Regulus Therapeutics Inc., a biopharmaceutical company leading the discovery and development of innovative medicines targeting microRNAs, has announced that the Japan Patent Office has issued a decision to grant a patent in the ‘Sarnow’ patent series for microRNA-122 (miR-122) therapy in the treatment of chronic hepatitis C virus (HCV) infection.
The Sarnow patent estate, owned by Stanford University and exclusively licensed to Regulus, has already produced patents in Australia, Europe and the United States, and covers the use of a broad class of anti-miR inhibitors of miR-122 for the treatment of HCV.

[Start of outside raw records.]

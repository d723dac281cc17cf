use std::fmt;
use std::fs::Metadata;
use std::io;
use std::path::{Path, PathBuf};
use std::time::SystemTime;

use std::os::unix::fs::PermissionsExt;

use chrono::{DateTime, Local};

use crate::context::ShellContext;
use crate::error::{ShellError, ShellResult};
use crate::local_fs::entry_metadata;

#[derive(Debug, Clone, Copy, PartialEq, Eq)]
pub enum EntryKind {
    File,
    Dir,
    Symlink,
}

impl EntryKind {
    const fn type_char(self) -> char {
        match self {
            Self::Dir => 'd',
            Self::Symlink => 'l',
            Self::File => '-',
        }
    }
}

/// One row of a long listing.
#[derive(Debug, Clone, PartialEq, Eq)]
pub struct DirectoryEntry {
    pub name: String,
    pub kind: EntryKind,
    /// Ten characters: type flag followed by rwx for user, group and other.
    pub permissions: String,
    pub size: u64,
    pub modified: SystemTime,
}

impl DirectoryEntry {
    fn from_metadata(name: String, meta: &Metadata) -> io::Result<Self> {
        let file_type = meta.file_type();
        let kind = if file_type.is_symlink() {
            EntryKind::Symlink
        } else if file_type.is_dir() {
            EntryKind::Dir
        } else {
            EntryKind::File
        };

        Ok(Self {
            name,
            kind,
            permissions: permission_string(kind, meta.permissions().mode()),
            size: meta.len(),
            modified: meta.modified()?,
        })
    }
}

impl fmt::Display for DirectoryEntry {
    fn fmt(&self, f: &mut fmt::Formatter<'_>) -> fmt::Result {
        write!(
            f,
            "{} {:>8} {} {}",
            self.permissions,
            self.size,
            format_mtime(self.modified),
            self.name
        )
    }
}

pub(crate) fn permission_string(kind: EntryKind, mode: u32) -> String {
    const BITS: [(u32, char); 9] = [
        (0o400, 'r'),
        (0o200, 'w'),
        (0o100, 'x'),
        (0o040, 'r'),
        (0o020, 'w'),
        (0o010, 'x'),
        (0o004, 'r'),
        (0o002, 'w'),
        (0o001, 'x'),
    ];

    let mut out = String::with_capacity(10);
    out.push(kind.type_char());
    for (bit, ch) in BITS {
        out.push(if mode & bit != 0 { ch } else { '-' });
    }
    out
}

/// `Mon DD HH:MM` in local time.
pub(crate) fn format_mtime(mtime: SystemTime) -> String {
    DateTime::<Local>::from(mtime).format("%b %d %H:%M").to_string()
}

fn existing_directory(ctx: &ShellContext, path: &str) -> ShellResult<PathBuf> {
    let joined = ctx.resolve(path);
    if !joined.exists() {
        return Err(ShellError::NotFound(format!(
            "Directory {} does not exist",
            joined.display()
        )));
    }
    let directory = joined
        .canonicalize()
        .map_err(|e| ShellError::from_io(e, &joined))?;
    if !directory.is_dir() {
        return Err(ShellError::NotADirectory(format!(
            "{} is not a directory",
            directory.display()
        )));
    }
    Ok(directory)
}

fn read_dir_checked(directory: &Path) -> ShellResult<std::fs::ReadDir> {
    std::fs::read_dir(directory).map_err(|e| ShellError::from_io(e, directory))
}

/// Names of the immediate children of `path`, in enumeration order.
pub fn list(ctx: &ShellContext, path: &str) -> ShellResult<Vec<String>> {
    let directory = existing_directory(ctx, path)?;
    let mut names = Vec::new();
    for entry in read_dir_checked(&directory)? {
        let entry = entry.map_err(|e| ShellError::from_io(e, &directory))?;
        names.push(entry.file_name().to_string_lossy().into_owned());
    }
    Ok(names)
}

/// Detailed entries of `path`, sorted by name.
///
/// Entries that cannot be examined are left out of the result.
pub fn list_long(ctx: &ShellContext, path: &str) -> ShellResult<Vec<DirectoryEntry>> {
    let directory = existing_directory(ctx, path)?;
    let paths = read_dir_checked(&directory)?
        .filter_map(Result::ok)
        .map(|entry| entry.path());
    Ok(describe_entries(paths))
}

pub(crate) fn describe_entries<I>(paths: I) -> Vec<DirectoryEntry>
where
    I: IntoIterator<Item = PathBuf>,
{
    let mut entries: Vec<DirectoryEntry> = paths
        .into_iter()
        .filter_map(|path| {
            let name = path.file_name()?.to_string_lossy().into_owned();
            match entry_metadata(&path).and_then(|meta| DirectoryEntry::from_metadata(name, &meta)) {
                Ok(entry) => Some(entry),
                Err(e) => {
                    tracing::debug!(path = %path.display(), error = %e, "skipping entry");
                    None
                }
            }
        })
        .collect();
    entries.sort_by(|a, b| a.name.cmp(&b.name));
    entries
}

#[cfg(test)]
mod tests {
    use super::*;
    use std::collections::HashSet;
    use std::fs;

    fn ctx_in(dir: &Path) -> ShellContext {
        ShellContext::new(dir)
    }

    #[test]
    fn test_permission_string_shape() {
        assert_eq!(permission_string(EntryKind::File, 0o644), "-rw-r--r--");
        assert_eq!(permission_string(EntryKind::Dir, 0o755), "drwxr-xr-x");
        assert_eq!(permission_string(EntryKind::Symlink, 0o777), "lrwxrwxrwx");
        assert_eq!(permission_string(EntryKind::File, 0), "----------");
    }

    #[test]
    fn test_list_returns_immediate_children() {
        let temp = tempfile::tempdir().unwrap();
        fs::write(temp.path().join("file1.txt"), "content1").unwrap();
        fs::write(temp.path().join("file2.txt"), "content2").unwrap();
        fs::create_dir(temp.path().join("subdir")).unwrap();
        fs::write(temp.path().join("subdir").join("nested.txt"), "x").unwrap();

        let names: HashSet<String> = list(&ctx_in(temp.path()), ".").unwrap().into_iter().collect();
        let expected: HashSet<String> = ["file1.txt", "file2.txt", "subdir"]
            .iter()
            .map(|s| (*s).to_string())
            .collect();
        assert_eq!(names, expected);
    }

    #[test]
    fn test_list_twice_is_stable() {
        let temp = tempfile::tempdir().unwrap();
        fs::write(temp.path().join("a"), "").unwrap();
        fs::write(temp.path().join("b"), "").unwrap();
        let ctx = ctx_in(temp.path());

        let first: HashSet<String> = list(&ctx, ".").unwrap().into_iter().collect();
        let second: HashSet<String> = list(&ctx, ".").unwrap().into_iter().collect();
        assert_eq!(first, second);
    }

    #[test]
    fn test_list_missing_directory() {
        let temp = tempfile::tempdir().unwrap();
        let err = list(&ctx_in(temp.path()), "nonexistent_directory").unwrap_err();
        assert!(matches!(err, ShellError::NotFound(_)));
        let err = list_long(&ctx_in(temp.path()), "nonexistent_directory").unwrap_err();
        assert!(matches!(err, ShellError::NotFound(_)));
    }

    #[test]
    fn test_list_on_file_is_not_a_directory() {
        let temp = tempfile::tempdir().unwrap();
        fs::write(temp.path().join("f.txt"), "x").unwrap();
        let err = list(&ctx_in(temp.path()), "f.txt").unwrap_err();
        assert!(matches!(err, ShellError::NotADirectory(_)));
    }

    #[test]
    fn test_list_long_sorted_with_details() {
        let temp = tempfile::tempdir().unwrap();
        fs::write(temp.path().join("zeta.txt"), "12345").unwrap();
        fs::create_dir(temp.path().join("alpha")).unwrap();
        std::os::unix::fs::symlink(temp.path().join("zeta.txt"), temp.path().join("mid")).unwrap();

        let entries = list_long(&ctx_in(temp.path()), ".").unwrap();
        let names: Vec<&str> = entries.iter().map(|e| e.name.as_str()).collect();
        assert_eq!(names, vec!["alpha", "mid", "zeta.txt"]);

        assert_eq!(entries[0].kind, EntryKind::Dir);
        assert!(entries[0].permissions.starts_with('d'));
        assert_eq!(entries[1].kind, EntryKind::Symlink);
        assert!(entries[1].permissions.starts_with('l'));
        assert_eq!(entries[2].kind, EntryKind::File);
        assert_eq!(entries[2].size, 5);
        for entry in &entries {
            assert_eq!(entry.permissions.len(), 10);
        }
    }

    #[test]
    fn test_long_line_layout() {
        let temp = tempfile::tempdir().unwrap();
        fs::write(temp.path().join("file1.txt"), "content1").unwrap();

        let entries = list_long(&ctx_in(temp.path()), ".").unwrap();
        let line = entries[0].to_string();
        let expected_time = format_mtime(entries[0].modified);
        assert_eq!(
            line,
            format!("{}        8 {} file1.txt", entries[0].permissions, expected_time)
        );
    }

    #[test]
    fn test_unreadable_entry_is_dropped() {
        let temp = tempfile::tempdir().unwrap();
        fs::write(temp.path().join("a.txt"), "a").unwrap();
        fs::write(temp.path().join("c.txt"), "c").unwrap();
        let vanished = temp.path().join("b.txt");

        // b.txt was enumerated but deleted before it could be examined
        let entries = describe_entries(vec![
            temp.path().join("c.txt"),
            vanished,
            temp.path().join("a.txt"),
        ]);
        let names: Vec<&str> = entries.iter().map(|e| e.name.as_str()).collect();
        assert_eq!(names, vec!["a.txt", "c.txt"]);
    }

    #[test]
    fn test_format_mtime_shape() {
        let formatted = format_mtime(SystemTime::now());
        assert_eq!(formatted.len(), 12);
        assert_eq!(&formatted[9..10], ":");
    }
}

Regulus also announced that the US Patent and Trademark Office has allowed claims in a third Sarnow patent application, relating to the use of anti-miR-122 agents as monotherapy or in combination with other anti-viral therapies, to treat HCV-infected patients.

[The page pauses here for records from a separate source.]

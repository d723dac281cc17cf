use std::fs;
use std::path::{Path, PathBuf};

use crate::confirm::{interpret_answer, Confirm};
use crate::context::{normalize_lexically, ShellContext};
use crate::error::{ShellError, ShellResult};
use crate::local_fs::{copy_file_preserving, copy_tree, remove_path, rename_or_copy, same_file};

#[derive(Debug, Clone, PartialEq, Eq)]
pub enum RemoveOutcome {
    Removed(PathBuf),
    /// The user answered `n` at the confirmation prompt.
    Cancelled(PathBuf),
}

fn require_exists(path: &Path) -> ShellResult<()> {
    // symlink_metadata so a dangling link still counts as present
    match fs::symlink_metadata(path) {
        Ok(_) => Ok(()),
        Err(e) if e.kind() == std::io::ErrorKind::NotFound => Err(ShellError::NotFound(format!(
            "{} does not exist",
            path.display()
        ))),
        Err(e) => Err(ShellError::from_io(e, path)),
    }
}

/// `dst/<basename of src>` when `dst` is an existing directory, else `dst`.
fn effective_target(src: &Path, dst: PathBuf) -> PathBuf {
    if dst.is_dir() {
        match src.file_name() {
            Some(name) => dst.join(name),
            None => dst,
        }
    } else {
        dst
    }
}

/// Whether a not-yet-existing `target` would sit inside the `source` tree.
fn lands_inside(source: &Path, target: &Path) -> bool {
    let parent = match target.parent() {
        Some(p) if !p.as_os_str().is_empty() => p,
        _ => Path::new("."),
    };
    match (source.canonicalize(), parent.canonicalize()) {
        (Ok(source), Ok(parent)) => parent.starts_with(source),
        _ => false,
    }
}

/// Read a whole file as UTF-8 text.
pub fn cat(ctx: &ShellContext, path: &str) -> ShellResult<String> {
    let path = ctx.resolve(path);
    require_exists(&path)?;
    if path.is_dir() {
        return Err(ShellError::IsADirectory(format!(
            "{} is a directory",
            path.display()
        )));
    }
    fs::read_to_string(&path).map_err(|e| ShellError::from_io(e, &path))
}

/// Copy `src` to `dst`, returning the path that was written.
///
/// Without `recursive` the source must be a file; an existing file at the
/// target is overwritten. With `recursive` the source must be a directory
/// and the target must not exist yet.
pub fn copy(ctx: &ShellContext, src: &str, dst: &str, recursive: bool) -> ShellResult<PathBuf> {
    let source = ctx.resolve(src);
    require_exists(&source)?;
    let target = effective_target(&source, ctx.resolve(dst));

    if same_file(&source, &target) {
        return Err(ShellError::AlreadyExists(format!(
            "{} and {} are the same file",
            source.display(),
            target.display()
        )));
    }

    if recursive {
        if !source.is_dir() {
            return Err(ShellError::NotADirectory(format!(
                "{} is not a directory",
                source.display()
            )));
        }
        if target.exists() {
            return Err(ShellError::AlreadyExists(format!(
                "{} already exists",
                target.display()
            )));
        }
        if lands_inside(&source, &target) {
            return Err(ShellError::AlreadyExists(format!(
                "cannot copy {} into its own subtree {}",
                source.display(),
                target.display()
            )));
        }
        copy_tree(&source, &target).map_err(|e| ShellError::from_io(e, &target))?;
    } else {
        if source.is_dir() {
            return Err(ShellError::IsADirectory(format!(
                "{} is a directory, use flag: -r",
                source.display()
            )));
        }
        copy_file_preserving(&source, &target).map_err(|e| ShellError::from_io(e, &target))?;
    }

    tracing::debug!(from = %source.display(), to = %target.display(), recursive, "copied");
    Ok(target)
}

/// Move or rename `src`. An existing directory at `dst` receives `src`
/// under its original name.
pub fn move_path(ctx: &ShellContext, src: &str, dst: &str) -> ShellResult<PathBuf> {
    let source = ctx.resolve(src);
    require_exists(&source)?;
    let target = effective_target(&source, ctx.resolve(dst));

    rename_or_copy(&source, &target).map_err(|e| ShellError::from_io(e, &target))?;
    Ok(target)
}

fn protected_paths(ctx: &ShellContext) -> Vec<PathBuf> {
    let mut protected = vec![PathBuf::from("/")];
    if let Some(home) = ctx.home() {
        protected.push(home.to_path_buf());
    }
    protected.push(ctx.parent_of_cwd().to_path_buf());
    protected
        .into_iter()
        .map(|p| p.canonicalize().unwrap_or(p))
        .collect()
}

/// Delete `path`.
///
/// Files go at once. Directories need `recursive` and a `y` from
/// `confirm`; `n` leaves the tree in place.
pub fn remove(
    ctx: &ShellContext,
    path: &str,
    recursive: bool,
    confirm: &mut dyn Confirm,
) -> ShellResult<RemoveOutcome> {
    let target = normalize_lexically(&ctx.resolve(path));
    require_exists(&target)?;

    let canonical = target.canonicalize().unwrap_or_else(|_| target.clone());
    if protected_paths(ctx).contains(&canonical) {
        return Err(ShellError::PermissionDenied(format!(
            "Deletion of {} is forbidden",
            target.display()
        )));
    }

    let meta = fs::symlink_metadata(&target).map_err(|e| ShellError::from_io(e, &target))?;
    if !meta.is_dir() {
        fs::remove_file(&target).map_err(|e| ShellError::from_io(e, &target))?;
        return Ok(RemoveOutcome::Removed(target));
    }

    if !recursive {
        return Err(ShellError::MissingFlag(
            "for delete directory use flag: -r".to_string(),
        ));
    }

    let answer = confirm.ask(&format!("Remove {}? [y/n]: ", target.display()))?;
    if interpret_answer(&answer)? {
        remove_path(&target).map_err(|e| ShellError::from_io(e, &target))?;
        Ok(RemoveOutcome::Removed(target))
    } else {
        Ok(RemoveOutcome::Cancelled(target))
    }
}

“The recent allowance of miR-122 therapy claims further broadens Regulus’ dominant and comprehensive intellectual property estate covering microRNA therapeutics,” said Kleanthis G. Xanthopoulos, Ph.D., president and CEO of Regulus Therapeutics Inc. “The HCV landscape continues to be a dynamic and ever-evolving space, with improvements upon direct-acting antiviral therapy on the horizon. We believe anti-miR-122 is attractively positioned for use in combination with direct-acting antivirals to further reduce viral load and suppress viral resistance.”
The discovery of microRNA in humans during the last decade is one of the most exciting scientific breakthroughs in recent history. microRNAs are small RNA molecules, typically 20 to 25 nucleotides in length, that do not encode proteins but instead regulate gene expression. More than 700 microRNAs have been identified in the human genome, and over one-third of all human genes are believed to be regulated by microRNAs. A single microRNA can regulate entire networks of genes. As such, these molecules are considered master regulators of the human genome. microRNAs have been shown to play an integral role in numerous biological processes, including the immune response, cell-cycle control, metabolism, viral replication, stem cell differentiation and human development. Most microRNAs are conserved across multiple species, indicating the evolutionary importance of these molecules as modulators of critical biological pathways. Indeed, microRNA expression, or function, has been shown to be significantly altered in many disease states, including cancer, heart failure and viral infections. Targeting microRNAs with anti-miRs, antisense oligonucleotide inhibitors of microRNAs, or miR-mimics, double-stranded oligonucleotides to replace microRNA function opens potential for a novel class of therapeutics and offers a unique approach to treating disease by modulating entire biological pathways.